There are four Latin1-to-ASCII conversions that the WWers routinely check for and correct as necessary: - oë (o, e-umlaut) - the posting software converts this to "ooe". This makes no sense in conversions resulting in cooerdinate, cooeperate, zooelogy, and their derivatives. The WWers will search for "ooe" and correct as necessary. (The conversion is correct for some words, but off-hand I can't think of an example.) - n-tilde - converted to plain "n". The only word I'm aware of where this is incorrect is cañon/canyon. It's OK in words like senor, senorita, and pinon. - ° (degree) - converted to "deg.". OK most of the time, but results in "deg.." if at sentence end. The WWers remove the extra period. The conversion can also mess up tables. Minor messes can be fixed by the WWers, but major ones usually result in a request for an ASCII file (unless one's already been provided). - § (Section) - converted to "Sec.". OK most of the time, but "§§" results in "Sec.Sec.", which the WWers convert to "Secs.". The example Roger mentions in 35833 is a mistake by whoever WWed it (no, not me). (Yes, WWers make mistakes, too. We're human, so hopefully that's not a revelation.) I've made the correction, and new files will be on-line in about 45 minutes. Al
-----Original Message----- From: gutvol-d-bounces@lists.pglaf.org [mailto:gutvol-d-bounces@lists.pglaf.org] On Behalf Of Roger Frank Sent: Wednesday, January 25, 2012 1:05 PM To: Project Gutenberg Volunteer Discussion Subject: Re: [gutvol-d] UTF-8 TXT (was Producing epub ready HTML)

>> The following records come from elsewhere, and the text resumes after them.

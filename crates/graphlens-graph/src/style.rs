//! Graph View Style System
//!
//! Resolves visual properties for nodes (by label) and relationships (by type)
//! from per-selector rules layered over defaults, and interpolates caption
//! templates against entity properties.

use crate::graph::{Node, Relationship};
use graphlens_core::GraphError;
use serde::{Deserialize, Serialize};
use std::collections::BTreeMap;

/// RGB color representation
#[derive(Debug, Clone, Copy, PartialEq)]
pub struct Color {
    pub r: u8,
    pub g: u8,
    pub b: u8,
    pub a: u8,
}

impl Color {
    pub const fn rgb(r: u8, g: u8, b: u8) -> Self {
        Self { r, g, b, a: 255 }
    }

    /// Parse `#RGB` or `#RRGGBB`.
    pub fn from_hex(hex: &str) -> Option<Self> {
        let digits = hex.trim().strip_prefix('#')?;
        let channel = |s: &str| u8::from_str_radix(s, 16).ok();
        match digits.len() {
            3 => {
                let mut chars = digits.chars().map(|c| c.to_digit(16));
                let mut next = || chars.next().flatten().map(|v| (v * 17) as u8);
                Some(Self::rgb(next()?, next()?, next()?))
            }
            6 => Some(Self::rgb(
                channel(digits.get(0..2)?)?,
                channel(digits.get(2..4)?)?,
                channel(digits.get(4..6)?)?,
            )),
            _ => None,
        }
    }

    pub fn to_hex(&self) -> String {
        format!("#{:02X}{:02X}{:02X}", self.r, self.g, self.b)
    }

    pub fn darken(&self, factor: f32) -> Self {
        Self {
            r: ((self.r as f32) * (1.0 - factor)) as u8,
            g: ((self.g as f32) * (1.0 - factor)) as u8,
            b: ((self.b as f32) * (1.0 - factor)) as u8,
            a: self.a,
        }
    }

    pub fn lighten(&self, factor: f32) -> Self {
        Self {
            r: ((self.r as f32) + (255.0 - self.r as f32) * factor) as u8,
            g: ((self.g as f32) + (255.0 - self.g as f32) * factor) as u8,
            b: ((self.b as f32) + (255.0 - self.b as f32) * factor) as u8,
            a: self.a,
        }
    }

    /// Perceived brightness in `[0, 1]`.
    pub fn luminance(&self) -> f32 {
        (0.299 * self.r as f32 + 0.587 * self.g as f32 + 0.114 * self.b as f32) / 255.0
    }
}

// ============================================================================
// Defaults
// ============================================================================

pub const DEFAULT_NODE_COLOR: &str = "#A5ABB6";
pub const DEFAULT_NODE_BORDER_COLOR: &str = "#9AA1AC";
pub const DEFAULT_RELATIONSHIP_COLOR: &str = "#A5ABB6";
pub const DARK_TEXT_COLOR: &str = "#2A2C34";

/// Fill colors handed out to labels without an explicit color rule.
pub const LABEL_PALETTE: [&str; 12] = [
    "#FFE081", "#C990C0", "#F79767", "#57C7E3", "#F16667", "#D9C8AE", "#8DCC93", "#ECB5C9",
    "#4C8EDA", "#FFC454", "#DA7194", "#569480",
];

/// Numeric keys checked when a style document is loaded.
const NUMERIC_KEYS: [&str; 5] = ["diameter", "border-width", "font-size", "shaft-width", "padding"];

fn node_defaults() -> StyleProperties {
    StyleProperties::from_pairs(&[
        ("diameter", "50px"),
        ("color", DEFAULT_NODE_COLOR),
        ("border-color", DEFAULT_NODE_BORDER_COLOR),
        ("border-width", "2px"),
        ("text-color-internal", "#FFFFFF"),
        ("font-size", "10px"),
    ])
}

fn relationship_defaults() -> StyleProperties {
    StyleProperties::from_pairs(&[
        ("color", DEFAULT_RELATIONSHIP_COLOR),
        ("shaft-width", "1px"),
        ("font-size", "8px"),
        ("padding", "3px"),
        ("text-color-external", "#000000"),
        ("text-color-internal", "#FFFFFF"),
        ("caption", "<type>"),
    ])
}

/// Resolved visual properties as string key/value pairs.
#[derive(Debug, Clone, Default, PartialEq, Eq, Serialize, Deserialize)]
#[serde(transparent)]
pub struct StyleProperties {
    values: BTreeMap<String, String>,
}

impl StyleProperties {
    pub fn from_pairs(pairs: &[(&str, &str)]) -> Self {
        Self {
            values: pairs
                .iter()
                .map(|(key, value)| (key.to_string(), value.to_string()))
                .collect(),
        }
    }

    pub fn get(&self, key: &str) -> Option<&str> {
        self.values.get(key).map(String::as_str)
    }

    pub fn set(&mut self, key: impl Into<String>, value: impl Into<String>) {
        self.values.insert(key.into(), value.into());
    }

    fn merge(&mut self, other: &BTreeMap<String, String>) {
        for (key, value) in other {
            self.values.insert(key.clone(), value.clone());
        }
    }

    /// Numeric value of `key`, accepting a `px` suffix.
    pub fn number(&self, key: &str) -> Option<f32> {
        parse_number(self.get(key)?)
    }

    pub fn number_or(&self, key: &str, default: f32) -> f32 {
        self.number(key).unwrap_or(default)
    }

    pub fn color(&self, key: &str) -> Option<Color> {
        Color::from_hex(self.get(key)?)
    }
}

fn parse_number(value: &str) -> Option<f32> {
    let trimmed = value.trim();
    let digits = trimmed.strip_suffix("px").unwrap_or(trimmed).trim();
    digits.parse::<f32>().ok().filter(|number| number.is_finite())
}

/// Read-only style source consulted by the geometry layer.
pub trait StyleLookup {
    fn for_node(&self, node: &Node) -> StyleProperties;
    fn for_relationship(&self, relationship: &Relationship) -> StyleProperties;
}

/// Per-label and per-type rules layered over the defaults.
#[derive(Debug, Clone, Default, PartialEq, Serialize, Deserialize)]
pub struct GraphStyle {
    #[serde(default)]
    pub node_rules: BTreeMap<String, BTreeMap<String, String>>,
    #[serde(default)]
    pub relationship_rules: BTreeMap<String, BTreeMap<String, String>>,
}

impl GraphStyle {
    pub fn new() -> Self {
        Self::default()
    }

    /// Parse a style document and check its numeric values.
    pub fn from_json_str(input: &str) -> Result<Self, GraphError> {
        let style: GraphStyle = serde_json::from_str(input)?;
        style.validate()?;
        Ok(style)
    }

    pub fn validate(&self) -> Result<(), GraphError> {
        let rules = self
            .node_rules
            .values()
            .chain(self.relationship_rules.values());
        for rule in rules {
            for key in NUMERIC_KEYS {
                if let Some(value) = rule.get(key)
                    && parse_number(value).is_none()
                {
                    return Err(GraphError::InvalidStyleValue {
                        key: key.to_string(),
                        value: value.clone(),
                    });
                }
            }
        }
        Ok(())
    }

    pub fn set_node_property(&mut self, label: &str, key: &str, value: &str) {
        self.node_rules
            .entry(label.to_string())
            .or_default()
            .insert(key.to_string(), value.to_string());
    }

    pub fn set_relationship_property(&mut self, rel_type: &str, key: &str, value: &str) {
        self.relationship_rules
            .entry(rel_type.to_string())
            .or_default()
            .insert(key.to_string(), value.to_string());
    }

    /// Style for a label on its own, as shown by legends.
    pub fn for_label(&self, label: &str) -> StyleProperties {
        let mut props = node_defaults();
        apply_palette(&mut props, label);
        if let Some(rule) = self.node_rules.get(label) {
            props.merge(rule);
        }
        props
    }

    pub fn for_rel_type(&self, rel_type: &str) -> StyleProperties {
        let mut props = relationship_defaults();
        if let Some(rule) = self.relationship_rules.get(rel_type) {
            props.merge(rule);
        }
        props
    }
}

impl StyleLookup for GraphStyle {
    fn for_node(&self, node: &Node) -> StyleProperties {
        let mut props = node_defaults();
        if let Some(first) = node.labels.first() {
            apply_palette(&mut props, first);
        }
        props.set("caption", default_node_caption(node));
        // Later labels take precedence
        for label in &node.labels {
            if let Some(rule) = self.node_rules.get(label) {
                props.merge(rule);
            }
        }
        props
    }

    fn for_relationship(&self, relationship: &Relationship) -> StyleProperties {
        self.for_rel_type(&relationship.rel_type)
    }
}

fn apply_palette(props: &mut StyleProperties, label: &str) {
    let hash = label
        .bytes()
        .fold(0u32, |acc, byte| acc.wrapping_mul(31).wrapping_add(byte as u32));
    let fill = LABEL_PALETTE[hash as usize % LABEL_PALETTE.len()];
    if let Some(color) = Color::from_hex(fill) {
        props.set("color", color.to_hex());
        props.set("border-color", color.darken(0.15).to_hex());
        let text = if color.luminance() > 0.6 { DARK_TEXT_COLOR } else { "#FFFFFF" };
        props.set("text-color-internal", text);
    }
}

/// Caption template picked from a node's properties.
pub fn default_node_caption(node: &Node) -> String {
    let keys: Vec<&str> = node.properties.keys().collect();
    let lower: Vec<String> = keys.iter().map(|key| key.to_lowercase()).collect();
    let exact = |wanted: &str| lower.iter().position(|key| key == wanted);
    let suffix = |wanted: &str| lower.iter().position(|key| key.ends_with(wanted));

    let picked = exact("name")
        .or_else(|| exact("title"))
        .or_else(|| exact("label"))
        .or_else(|| suffix("name"))
        .or_else(|| suffix("description"))
        .or(if keys.is_empty() { None } else { Some(0) });

    match picked {
        Some(idx) => format!("{{{}}}", keys[idx]),
        None => "<id>".to_string(),
    }
}

/// Entity a caption template is interpolated against.
#[derive(Debug, Clone, Copy)]
pub enum CaptionSource<'a> {
    Node(&'a Node),
    Relationship(&'a Relationship),
}

/// Replace `{key}` with the property value (empty when missing). A template
/// reducing to `<id>` or `<type>` becomes the entity's id or type.
pub fn interpolate(template: &str, source: CaptionSource<'_>) -> String {
    let properties = match source {
        CaptionSource::Node(node) => &node.properties,
        CaptionSource::Relationship(rel) => &rel.properties,
    };

    let mut out = String::with_capacity(template.len());
    let mut rest = template;
    while let Some(open) = rest.find('{') {
        out.push_str(&rest[..open]);
        let after = &rest[open + 1..];
        match after.find(['{', '}']) {
            Some(close) if after[close..].starts_with('}') => {
                out.push_str(properties.get(&after[..close]).unwrap_or(""));
                rest = &after[close + 1..];
            }
            _ => {
                out.push('{');
                rest = after;
            }
        }
    }
    out.push_str(rest);

    match (out.as_str(), source) {
        ("<id>", CaptionSource::Node(node)) => node.id().to_string(),
        ("<id>", CaptionSource::Relationship(rel)) => rel.id().to_string(),
        ("<type>", CaptionSource::Relationship(rel)) => rel.rel_type.clone(),
        _ => out,
    }
}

On Jan 25, 2012, at 9:52 AM, Carlo Traverso wrote:
I believe that the problem in handling UTF-8 submissions is unitame, that is the tool that the WWers use to recode UTF-8 to iso-Latin-1. It cannot handle simple things like bullets and greek, but it would be very easy to extend it to be able to handle these characters and more (I did).
Unitame is part of it. But PG wants to include a plain ASCII file. Look at the first paragraph of "The Black Star" (etext 35833).
It started in UTF-8 as 35833-0.txt: They poured through the man-made cañons then with unitame into Latin-1 as 35833-8.txt: They poured through the man-made cañons but the ASCII version of 35833.txt has They poured through the man-made canons I would write that in the ASCII file as They poured through the man-made canyons
There are similar special cases for "oo" in a word and others. Is there a tool to catch these special cases that the WWers could use if they are given a Latin-1 file? It's not a discussion of should a UTF-8 file alone be sufficient--that's one the WWers, Marcello, and Greg should agree upon. Right now, the ASCII version is in the mix, and unitame alone isn't enough to get it done. Anybody up for writing a latin1tame program?